Carry On Cowboy is a 1965 British comedy Western film, the eleventh in the series of 31 Carry On films (1958–1992). It was the first film to feature series regulars Peter Butterworth and Bernard Bresslaw. Series regulars Sid James, Kenneth Williams, Jim Dale, Charles Hawtrey and Joan Sims all feature, and Angela Douglas makes the first of her four appearances in the series. Kenneth Williams, usually highly critical of all the Carry on films he appeared in, called the film "a success on every level" in his diary, taking pride in its humour and pathos.

Plot
Outlaw Johnny Finger, better known as The Rumpo Kid (Sid James), rides into the frontier town of Stodge City, and immediately guns down three complete strangers, orders alcohol at the saloon—horrifying Judge Burke (Kenneth Williams), the teetotal Mayor of Stodge City—and kills the town's sheriff, Albert Earp (Jon Pertwee). Rumpo then takes over the saloon, courting its former owner, the sharp-shooting Belle (Joan Sims), and turns the town into a base for thieves and cattle-rustlers.

In Washington DC, English "sanitation engineer first class" Marshal P. Knutt (Jim Dale) arrives in America in the hope of revolutionising the American sewerage system. He accidentally walks into the office of the Commissioner, thinking it to be the Public Works Department, and is mistaken for a US Peace Marshal, and is promptly sent out to Stodge City.

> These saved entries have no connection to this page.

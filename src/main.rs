#![deny(clippy::all)]
#![warn(clippy::pedantic)]
#![allow(clippy::module_name_repetitions)]

//! # chatbridge
//!
//! Local bridge between an embedded chat UI and a chat backend process.
//!
//! ## Subcommands
//!
//! - `chatbridge serve` (default): start the bridge, get a backend (reusing
//!   a running one when possible), open a chat surface and print its session
//!   URL and token. Lines typed on stdin are sent as prompts.
//! - `chatbridge launch [--force-new]`: get a backend, print its connection
//!   as JSON, and keep it running until interrupted.
//! - `chatbridge probe`: report whether a backend answers on a known port.
//!
//! ## Bridge API
//!
//! | Method | Path                            | Description                        |
//! |--------|---------------------------------|------------------------------------|
//! | GET    | `/bridge/{id}/events?token=…`   | SSE: `connected`, `message`, pings |
//! | POST   | `/bridge/{id}/send?token=…`     | `{id?, type, payload}` → `204`     |
//!
//! ## Architecture
//!
//! ```text
//! main.rs          entry point, clap subcommands, graceful shutdown
//! config.rs        TOML + env-var configuration
//! bridge/          BridgeServer, sessions, messages, handler dispatch
//! routes/          GET events, POST send
//! supervisor/      probe, discovery, binary lookup, spawn, announcement
//! relay/           backend SSE reassembly and classification
//! backend.rs       backend REST client
//! surface.rs       ChatSurface (bridge session + backend session + relay)
//! ```

use std::path::PathBuf;
use std::process::ExitCode;
use std::sync::Arc;

use chatbridge::supervisor::probe::candidate_ports;
use chatbridge::{
    BridgeServer, ChatSurface, Config, LaunchOptions, LoggingHandlers, ProcessSupervisor,
};
use clap::{Parser, Subcommand};
use tokio::io::{AsyncBufReadExt, BufReader};
use tracing::{error, info, warn};

type BoxError = Box<dyn std::error::Error + Send + Sync>;

/// Local bridge between an embedded chat UI and a chat backend process.
#[derive(Parser)]
#[command(name = "chatbridge", version)]
struct Cli {
    #[command(subcommand)]
    command: Option<Commands>,
}

#[derive(Subcommand)]
enum Commands {
    /// Start the bridge and a chat surface (default when no subcommand given).
    Serve {
        /// Path to TOML config file.
        #[arg(long)]
        config: Option<String>,
        /// Working directory for a spawned backend.
        #[arg(long)]
        workspace: Option<PathBuf>,
    },
    /// Get a backend and print its connection info.
    Launch {
        /// Path to TOML config file.
        #[arg(long)]
        config: Option<String>,
        /// Working directory for a spawned backend.
        #[arg(long)]
        workspace: Option<PathBuf>,
        /// Spawn an independent backend instead of reusing the shared one.
        #[arg(long)]
        force_new: bool,
    },
    /// Check the known ports for a running backend.
    Probe {
        /// Path to TOML config file.
        #[arg(long)]
        config: Option<String>,
    },
}

#[tokio::main]
async fn main() -> ExitCode {
    let cli = Cli::parse();
    let command = cli.command.unwrap_or(Commands::Serve {
        config: None,
        workspace: None,
    });

    let config_path = match &command {
        Commands::Serve { config, .. }
        | Commands::Launch { config, .. }
        | Commands::Probe { config } => config.clone(),
    };
    let config = match Config::load(config_path.as_deref()) {
        Ok(config) => config,
        Err(e) => {
            eprintln!("chatbridge: {e}");
            return ExitCode::FAILURE;
        }
    };

    let log_filter = std::env::var("RUST_LOG").unwrap_or_else(|_| config.logging.level.clone());
    tracing_subscriber::fmt()
        .with_env_filter(log_filter)
        .with_writer(std::io::stderr)
        .init();

    let result = match command {
        Commands::Serve { workspace, .. } => run_serve(config, workspace).await,
        Commands::Launch {
            workspace,
            force_new,
            ..
        } => run_launch(config, workspace, force_new).await,
        Commands::Probe { .. } => run_probe(config).await,
    };

    match result {
        Ok(()) => ExitCode::SUCCESS,
        Err(e) => {
            error!("{e}");
            ExitCode::FAILURE
        }
    }
}

async fn run_serve(config: Config, workspace: Option<PathBuf>) -> Result<(), BoxError> {
    info!("chatbridge v{} starting", env!("CARGO_PKG_VERSION"));

    let bridge = BridgeServer::new(config.bridge.clone());
    let addr = bridge.start().await?;

    let supervisor = ProcessSupervisor::new(config.backend.clone());
    let launch = match supervisor
        .launch(workspace.as_deref(), LaunchOptions::default())
        .await
    {
        Ok(launch) => launch,
        Err(e) => {
            bridge.stop().await;
            return Err(e.into());
        }
    };
    info!(
        "Backend at {} ({})",
        launch.connection.base_url,
        if launch.connection.reused { "reused" } else { "spawned" }
    );

    let surface = match ChatSurface::open(
        &bridge,
        Arc::new(LoggingHandlers::default()),
        &launch.connection,
        &config.backend,
    )
    .await
    {
        Ok(surface) => surface,
        Err(e) => {
            supervisor.terminate().await;
            bridge.stop().await;
            return Err(e.into());
        }
    };

    let session = surface.session();
    info!("Bridge ready on {addr}");
    println!("{}", serde_json::to_string(session)?);

    let mut stdin = BufReader::new(tokio::io::stdin()).lines();
    let mut stdin_open = true;
    let shutdown = shutdown_signal();
    tokio::pin!(shutdown);
    loop {
        tokio::select! {
            () = &mut shutdown => break,
            line = stdin.next_line(), if stdin_open => match line {
                Ok(Some(line)) if line.trim().is_empty() => {}
                Ok(Some(line)) => {
                    if let Err(e) = surface.send(line.trim()).await {
                        warn!("Prompt failed: {e}");
                    }
                }
                // stdin closed; keep serving until signalled.
                Ok(None) | Err(_) => stdin_open = false,
            },
        }
    }

    info!("Shutting down...");
    surface.close().await;
    supervisor.terminate().await;
    bridge.stop().await;
    info!("Goodbye");
    Ok(())
}

async fn run_launch(
    config: Config,
    workspace: Option<PathBuf>,
    force_new: bool,
) -> Result<(), BoxError> {
    let supervisor = ProcessSupervisor::new(config.backend);
    let launch = supervisor
        .launch(workspace.as_deref(), LaunchOptions { force_new })
        .await?;
    println!("{}", serde_json::to_string(&launch.connection)?);

    if launch.connection.reused {
        return Ok(());
    }

    info!("Backend running; press Ctrl-C to stop");
    shutdown_signal().await;
    match launch.process {
        Some(process) => {
            process
                .terminate(supervisor.config().terminate_grace())
                .await;
        }
        None => supervisor.terminate().await,
    }
    Ok(())
}

async fn run_probe(config: Config) -> Result<(), BoxError> {
    let supervisor = ProcessSupervisor::new(config.backend);
    let backend = supervisor.config();
    let candidates = candidate_ports(None, backend.default_port, &backend.alternate_ports);
    match supervisor.prober().first_responding(&candidates).await {
        Some(port) => {
            println!("{}", serde_json::json!({ "port": port, "responding": true }));
            Ok(())
        }
        None => Err(format!("no backend answering on ports {candidates:?}").into()),
    }
}

/// Resolve on Ctrl-C, or SIGTERM on unix.
async fn shutdown_signal() {
    let ctrl_c = tokio::signal::ctrl_c();
    #[cfg(unix)]
    {
        match tokio::signal::unix::signal(tokio::signal::unix::SignalKind::terminate()) {
            Ok(mut sigterm) => {
                tokio::select! {
                    _ = ctrl_c => info!("Received SIGINT"),
                    _ = sigterm.recv() => info!("Received SIGTERM"),
                }
            }
            Err(e) => {
                warn!("Failed to register SIGTERM: {e}");
                ctrl_c.await.ok();
                info!("Received SIGINT");
            }
        }
    }
    #[cfg(not(unix))]
    {
        ctrl_c.await.ok();
        info!("Received SIGINT");
    }
}
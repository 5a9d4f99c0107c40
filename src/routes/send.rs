//! `POST /bridge/{session_id}/send`: inbound messages from the UI surface.
//!
//! The token is checked before the body is read; a body over
//! `max_body_bytes` is then a `413`. A body that does not
//! decode into a known message is a `400` with no handler call and no
//! broadcast. Otherwise the handler runs to completion and its outcome,
//! success or failure, is broadcast as a reply envelope to every subscriber of
//! the session; the HTTP response is `204` either way.

use axum::extract::{Path, RawQuery, Request, State};
use axum::http::StatusCode;
use tracing::debug;

use super::token_param;
use crate::bridge::handlers::dispatch;
use crate::bridge::message::{Inbound, ReplyEnvelope};
use crate::bridge::BridgeServer;

pub async fn send(
    State(server): State<BridgeServer>,
    Path(session_id): Path<String>,
    RawQuery(query): RawQuery,
    request: Request,
) -> StatusCode {
    let token = token_param(query.as_deref());
    let Ok(handlers) = server.authorize(&session_id, token.as_deref()).await else {
        return StatusCode::UNAUTHORIZED;
    };

    let limit = server.config().max_body_bytes;
    let body = match axum::body::to_bytes(request.into_body(), limit).await {
        Ok(body) => body,
        Err(e) => {
            debug!(session_id = %session_id, "Unreadable bridge message body: {e}");
            return StatusCode::PAYLOAD_TOO_LARGE;
        }
    };

    let inbound = match Inbound::decode(&body) {
        Ok(inbound) => inbound,
        Err(e) => {
            debug!(session_id = %session_id, "Rejected bridge message: {e}");
            return StatusCode::BAD_REQUEST;
        }
    };

    let kind = inbound.message.kind();
    let result = dispatch(handlers.as_ref(), inbound.message).await;
    let envelope = ReplyEnvelope::from_result(inbound.id, result);
    let delivered = server.reply(&session_id, &envelope).await;
    debug!(session_id = %session_id, kind, ok = envelope.ok, delivered, "Dispatched bridge message");

    StatusCode::NO_CONTENT
}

The Rumpo Kid hears of the new Marshal, and tries all he can to kill the Marshal without being caught, including sending out a pack of Indians, led by their Chief Big Heap (Charles Hawtrey) and hanging the Marshal after framing him for cattle rustling. Knutt is saved by the prowess of Annie Oakley (Angela Douglas), who has arrived in Stodge to avenge Earp's death and has taken a liking to Knutt.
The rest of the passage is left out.